Sweetie Belle opened up her saddlebag and floated out a handful of wires, gears, and screws. "Yup. Lots and lots of copper wires, and… gosh, we're gonna need a lot more titanium than we did before. We can't just dig it out of the ground again, can we? I don't see us getting that lucky a second time."
"Nah, we only need a bit of titanium," said Scootaloo. "Just for a touch of extra strength over her original design. She didn't have any in her before, we're just going with it 'cause, you know, we know it works."
As they reached the outskirts of the forest, a voice called out, "Hey, girls!"
It was Spike, standing a few dozen yards down the path, waving to them.
"Oops!" Scootaloo said brightly. "Excuse me a second…"
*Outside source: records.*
use std::process::Command;

fn git_hash() -> Option<String> {
    let output = Command::new("git")
        .args(["rev-parse", "--short", "HEAD"])
        .output()
        .ok()?;
    if !output.status.success() {
        return None;
    }
    let hash = String::from_utf8(output.stdout).ok()?;
    Some(hash.trim().to_string())
}

fn main() {
    // Stamped into `juicity --version`
    let date = chrono::Utc::now().format("%Y-%m-%d").to_string();
    println!("cargo:rustc-env=BUILD_DATE={}", date);
    println!(
        "cargo:rustc-env=GIT_HASH={}",
        git_hash().unwrap_or_else(|| "unknown".to_string())
    );

    println!("cargo:rerun-if-changed=.git/HEAD");
    println!("cargo:rerun-if-changed=build.rs");
}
She flew over to him, gracefully landing right in front of him, and he ran his hand through her mane, scratching her behind the ears. "Just wanted to say goodbye to ya," he said softly. "Good luck with your whole… secret project. It's gonna be totally awesome."
"Boy, I sure have a lot of secrets," said Scootaloo. "That's pretty sexy."
"Sure is," Spike agreed.
They kissed, and from the mouth of the forest Sweetie Belle let out a strangled squeak of pain.
"What the hell was that?" Spike muttered, glancing wildly over Scootaloo's shoulder.
"Progress being made, I think," Scootaloo replied. "Sounds like we're nearing the end of this little scheme. Pretty soon you won't have to kiss me anymore."
He tilted his head, curious.
"You're happy about that," she ordered.
"Yes, ma'am."
Scootaloo grinned. "See you later."
She flew back to the others, and the three of them proceeded into the forest together, walking in silence until the canopy was blocking out nearly all of the sun's rays.
"I… I can't… I can't take it anymore," Sweetie Belle said under her breath.
"Sweetie?" Apple Bloom said absently, turning towards her and straightening in alarm when she saw the white filly's face streaked with tears.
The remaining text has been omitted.